そこで急速に普及したのが電動アシスト付きのシェアサービスです。
現在はスマホアプリから解錠し、目的地付近で返却するスタイルが一般的になっています。
地下鉄やバスの補完手段
利用目的の多くは通勤・通学です。
例えば、
- 自宅→地下鉄駅
- 地下鉄駅→勤務先
- バス停→住宅街
といった「最後の数キロ」を埋める移動手段として利用されています。
中国ではこれを「ラストワンマイル交通」と呼ぶことがあります。
地方都市ほど需要が大きい
意外なのは北京や上海だけではないことです。
地下鉄網が十分ではない地方都市や郊外エリアほど需要が高く、多くの事業者が地方都市を中心に展開しています。
なぜ中国人は購入よりレンタルを利用するのか
利用料金が安い
多くのサービスは数元単位で利用できます。
短距離移動なら公共交通機関と組み合わせても負担が小さく、購入費用や駐輪スペースも不要です。
アプリだけで利用できる
中国ではキャッシュレス決済が普及しています。
スマホ1台で、
- 車両検索
- 解錠
- 支払い
まで完結するため、非常に手軽です。
所有コストを避けられる
中国でも電動自転車には登録制度や車両管理があります。
レンタルなら、
- 車体メンテナンス
- バッテリー交換
- 故障対応
を事業者側が担当するため利用者の負担が少なくなります。
急拡大の裏で進む規制強化
歩道や駅前の放置問題
普及と同時に問題になったのが放置車両です。
駅前や商業施設周辺に大量の車両が並び、歩行者の通行を妨げるケースが各地で発生しました。
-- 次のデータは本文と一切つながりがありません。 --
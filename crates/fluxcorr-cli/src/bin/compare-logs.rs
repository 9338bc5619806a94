//! Compare two snapshot logs within an absolute tolerance.
//!
//! Exits 0 when the logs match. Otherwise prints the first diverging line
//! (or the error) to stderr and exits 1.

use std::process::ExitCode;

use clap::Parser;
use fluxcorr_cli::{compare, CompareArgs};

/// Snapshot log comparison
#[derive(Parser)]
#[command(name = "compare-logs")]
#[command(version = env!("CARGO_PKG_VERSION"))]
#[command(about = "Compare two fluxcorr snapshot logs", long_about = None)]
struct Cli {
    #[command(flatten)]
    args: CompareArgs,
}

fn main() -> ExitCode {
    let cli = Cli::parse();
    match compare::execute(&cli.args) {
        Ok(None) => ExitCode::SUCCESS,
        Ok(Some(report)) => {
            eprintln!("{report}");
            ExitCode::FAILURE
        }
        Err(e) => {
            eprintln!("Error: {e:#}");
            ExitCode::FAILURE
        }
    }
}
現在は電子フェンスや指定返却エリアによる管理が進んでいます。
交通事故の増加
利用者の増加に伴い、
- 信号無視
- 逆走
- ヘルメット未着用
なども社会問題になりました。
一部都市ではヘルメット着用を促す取り組みが行われています。
バッテリー火災への警戒
中国では電動自転車のバッテリー火災も問題視されています。
そのため近年は安全基準の見直しや新規格への移行が進められています。
日本との違いと今後の展望
日本でもシェアサイクルは増えていますが、中国ほど電動自転車レンタルが都市交通の中心になる状況には至っていません。
一方、中国では数百万台規模で運用されており、通勤・通学を支える交通インフラとして定着しています。
今後は、
- 安全基準の強化
- バッテリー管理の高度化
- AIによる車両配置最適化
などが進むと予想されています。
日本でも子ども乗せ電動アシスト自転車を購入せず、必要な期間だけレンタルする選択肢があります。
まとめ
中国の電動自転車レンタルは、単なる観光向けサービスではありません。
地下鉄やバスを補完する生活インフラとして成長し、現在では数百万人規模が利用する巨大市場になっています。
一方で放置車両や事故、バッテリー火災などの課題も抱えており、中国各地では規制強化も進んでいます。
「買う文化」よりも「借りる文化」が浸透した中国ならではの交通事情といえるでしょう。